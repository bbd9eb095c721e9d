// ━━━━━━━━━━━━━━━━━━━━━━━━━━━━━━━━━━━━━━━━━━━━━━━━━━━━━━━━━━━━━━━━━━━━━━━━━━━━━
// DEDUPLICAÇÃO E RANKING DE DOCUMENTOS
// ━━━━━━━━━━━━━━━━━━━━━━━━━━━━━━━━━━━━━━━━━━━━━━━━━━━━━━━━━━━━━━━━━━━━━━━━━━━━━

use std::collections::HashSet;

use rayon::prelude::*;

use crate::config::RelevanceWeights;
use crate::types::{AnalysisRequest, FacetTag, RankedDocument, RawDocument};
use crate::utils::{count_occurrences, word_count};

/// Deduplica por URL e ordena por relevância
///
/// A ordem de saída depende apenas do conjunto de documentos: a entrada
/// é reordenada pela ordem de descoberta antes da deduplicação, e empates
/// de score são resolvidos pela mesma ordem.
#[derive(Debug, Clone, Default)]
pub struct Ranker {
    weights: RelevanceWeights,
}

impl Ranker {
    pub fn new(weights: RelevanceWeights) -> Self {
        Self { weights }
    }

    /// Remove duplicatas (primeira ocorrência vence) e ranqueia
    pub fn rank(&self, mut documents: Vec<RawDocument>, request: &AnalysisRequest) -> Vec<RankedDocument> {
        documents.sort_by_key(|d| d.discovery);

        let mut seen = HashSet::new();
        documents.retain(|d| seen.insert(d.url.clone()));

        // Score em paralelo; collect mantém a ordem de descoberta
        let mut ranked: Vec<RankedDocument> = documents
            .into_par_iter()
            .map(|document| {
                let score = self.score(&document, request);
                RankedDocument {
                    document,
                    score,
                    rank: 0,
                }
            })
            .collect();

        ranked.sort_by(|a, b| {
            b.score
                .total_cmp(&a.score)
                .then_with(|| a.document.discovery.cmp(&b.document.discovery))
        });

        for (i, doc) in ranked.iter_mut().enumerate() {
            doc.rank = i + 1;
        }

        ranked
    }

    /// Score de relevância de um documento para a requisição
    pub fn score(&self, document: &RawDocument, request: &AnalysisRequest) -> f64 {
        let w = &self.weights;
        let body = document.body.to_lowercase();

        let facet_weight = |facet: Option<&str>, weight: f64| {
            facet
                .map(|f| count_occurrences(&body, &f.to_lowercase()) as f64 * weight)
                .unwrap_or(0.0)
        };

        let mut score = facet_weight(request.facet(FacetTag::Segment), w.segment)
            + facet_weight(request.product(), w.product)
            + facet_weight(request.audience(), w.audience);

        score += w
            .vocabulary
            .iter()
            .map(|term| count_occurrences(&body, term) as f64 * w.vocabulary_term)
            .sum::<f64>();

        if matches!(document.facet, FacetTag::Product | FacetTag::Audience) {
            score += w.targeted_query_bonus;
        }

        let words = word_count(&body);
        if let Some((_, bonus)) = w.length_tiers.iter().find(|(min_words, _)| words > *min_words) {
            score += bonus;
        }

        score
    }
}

◆ ◆ ◆ ◆ ◆

» **WHAT NEEDS TO BE DONE**
From the line holding "pub fn new(weights: RelevanceWeights)" to the line holding "pub fn rank(&self, mut", inclusive, restate each line above exactly as written.

» **EXERCISE OUTPUT**
    pub fn new(weights: RelevanceWeights) -> Self {
        Self { weights }
    }

    /// Remove duplicatas (primeira ocorrência vence) e ranqueia
    pub fn rank(&self, mut documents: Vec<RawDocument>, request: &AnalysisRequest) -> Vec<RankedDocument> {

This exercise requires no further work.